As a stage device used in the SEM, for example, one having a mechanism configuration shown in Japanese Patent Laid-Open No. 2005-123129 (Patent Document 1) is known.

JP 2005-123129 A

  The inventor of the present application diligently studied to observe a heavy sample with high accuracy, and as a result, the following knowledge was obtained.

  For example, when observing a defect or defect of a semiconductor pattern with an SEM, conventionally, a small sample is created by dicing an observation target portion from a large semiconductor wafer, and the sample is mounted on a stage for observation. However, there is a potential need to observe a semiconductor wafer as it is without dicing. In addition, it is potentially desired to deal with a large sample having a heavy weight, and the application of SEM can be expected to expand.

  When moving a large sample with a heavy weight, the stage may be deformed depending on the sample load or stage position, the stage may not operate due to insufficient thrust of the motor that drives the stage, or the stage may be damaged. There is a fear.

  Also, when observing a semiconductor wafer or the like, there is a need to position the stage by directly specifying the coordinates of the observation target position from a semiconductor CAD drawing or the like, but if the stage is deformed, the specified coordinates There is a problem that sufficient positioning accuracy cannot be obtained.

The object of the present invention relates to the safe and highly accurate positioning of a heavy sample.

The present invention relates to a charged particle beam apparatus having weight measuring means for measuring a sample weight.

According to the present invention, by measuring the sample weight, safe and highly accurate positioning can be realized even if the sample load varies.

It is a figure explaining the structure of SEM concerning Example 1. FIG. It is a figure explaining the mechanism structure of the stage apparatus concerning Example 1. FIG. It is a figure explaining the sample weight estimation means concerning Example 1. FIG. It is a figure explaining the installation example of the deformation | transformation amount detection means concerning Example 1. FIG. It is a figure explaining another example of installation of the deformation detection means concerning Example 1. FIG. It is a figure explaining the sample weight estimation means concerning Example 3. FIG. It is a figure explaining the stage control concerning Example 4. FIG.

  In the embodiment, a charged particle beam apparatus including a stage apparatus for mounting and moving a sample and having a weight measuring means for measuring the weight of the sample mounted on the stage apparatus is disclosed.

  In addition, the embodiment discloses a charged particle beam apparatus including a display device that displays a warning when the weight of a sample is heavier than a predetermined weight.

  In addition, the embodiment discloses a charged particle beam apparatus that limits the operation of the stage when the weight of the sample is heavier than a predetermined value.

  In addition, the embodiment discloses a charged particle beam apparatus that optimizes driving of the stage based on the weight of the sample and information on the stage position.

  In addition, the embodiment discloses a charged particle beam apparatus that estimates the amount of deformation of a stage based on information on the weight of the sample and the stage position.

  In addition, in the embodiment, a charged particle beam apparatus is disclosed in which the stage apparatus has a cantilever structure and the sample weight is calculated from the output of the deformation amount detection means disposed on the stage support.

  In addition, the embodiment discloses a charged particle beam apparatus in which a deformation amount detection unit is arranged in a sample holder to which a sample is attached.

  The above and other novel features and effects of the present invention will be described below with reference to the drawings.

In the following embodiments, SEM will be described as an example.

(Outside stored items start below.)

// Copyright (c) 2024-2026 Martin Schröder <info@swedishembedded.com>
//
// SPDX-License-Identifier: MIT
use clap::{Args, Parser, Subcommand};

#[derive(Debug, Parser)]
#[command(name = "zguby", version, about = "Lost-and-found ingestion pipeline workers")]
pub struct Cli {
    /// Log to stderr at debug level (RUST_LOG overrides)
    #[arg(short, long, global = true)]
    pub verbose: bool,

    #[command(subcommand)]
    pub command: Command,
}

#[derive(Debug, Subcommand)]
pub enum Command {
    /// Run the embedder worker (q.lost-items.embed ← item.submitted)
    Embedder,
    /// Run the indexer worker (q.lost-items.ingest ← item.embedded)
    Indexer,
    /// Run the publisher worker (q.lost-items.publish + q.datasets.publish)
    Publisher,
    /// Run the status reconciler against the in-process metadata store
    /// (development harness; in production it is embedded in the gateway)
    Reconciler,
    /// Run the legacy file converter (q.datasets.process ← dataset.submitted)
    Converter,
    /// Run every worker in one process (the local development setup)
    All,
    /// Declare the exchange, queues, and bindings idempotently, then exit
    Topology,
    /// Query the semantic index from the command line
    Search(SearchArgs),
    /// Print the effective configuration as YAML
    ShowConfig,
}

#[derive(Debug, Args)]
pub struct SearchArgs {
    /// Free-text query
    pub query: String,

    /// Only return items with this exact category label
    #[arg(long)]
    pub category: Option<String>,

    /// Only return items whose location mentions this keyword
    #[arg(long)]
    pub location: Option<String>,

    /// Maximum number of results
    #[arg(long, default_value_t = 10)]
    pub limit: usize,

    /// Minimum cosine similarity for a result to be shown
    #[arg(long, default_value_t = zguby_vector::DEFAULT_SCORE_THRESHOLD)]
    pub threshold: f32,
}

However, the present invention relates to a scanning electron microscope, a scanning transmission electron microscope, a transmission electron microscope, an ion microscope, a focused ion beam device, and a composite device of these and a sample processing device. Or an analysis / inspection apparatus using these.

  FIG. 1 is a diagram illustrating the configuration of the SEM according to the present embodiment. The configuration of an SEM equipped with a stage device capable of measuring weight will be described with reference to FIG. The SEM 1 includes a lens barrel 2 having an electron optical system, a sample chamber 3, a stage 4, a sample 5 mounted on the stage, a sample holder 6 for attaching the sample to the stage, and the like. The primary electron beam 8 generated from the electron gun 7 is irradiated to the sample 5 through the converging lens 9 and the objective lens 10, whereby the secondary electrons 11 generated from the sample 5 are detected by the secondary electron detector 12. The primary electron beam 8 scans the surface of the sample 5 to be observed two-dimensionally by the scanning polarizer 13. The electron optical system control means 14 controls the scanning of the primary electron beam 8 by the scanning polarizer 13 and synchronizes the intensity of the secondary electrons 11 detected by the secondary electron detector 12 with the scanning of the primary electron beam. An observation image (SEM image) of the sample surface is generated by using the luminance modulation input of the scanned image. The generated SEM image is displayed on the display device 15. A sample 5 to be observed is mounted on a stage 4 placed in the sample chamber 3. The stage 4 translates and rotationally moves the sample 5 and is free of horizontal direction (XY direction), vertical direction (Z direction), rotation (rotation around the Z axis), inclination (rotation around the X axis), and the like. Have a degree. The stage control means 16 controls the stage 4 according to the input from the stage operation input means 17 which is an input device such as a trackball or a joystick. Further, a PC connected via a network or serial may be used as the stage operation input means 17.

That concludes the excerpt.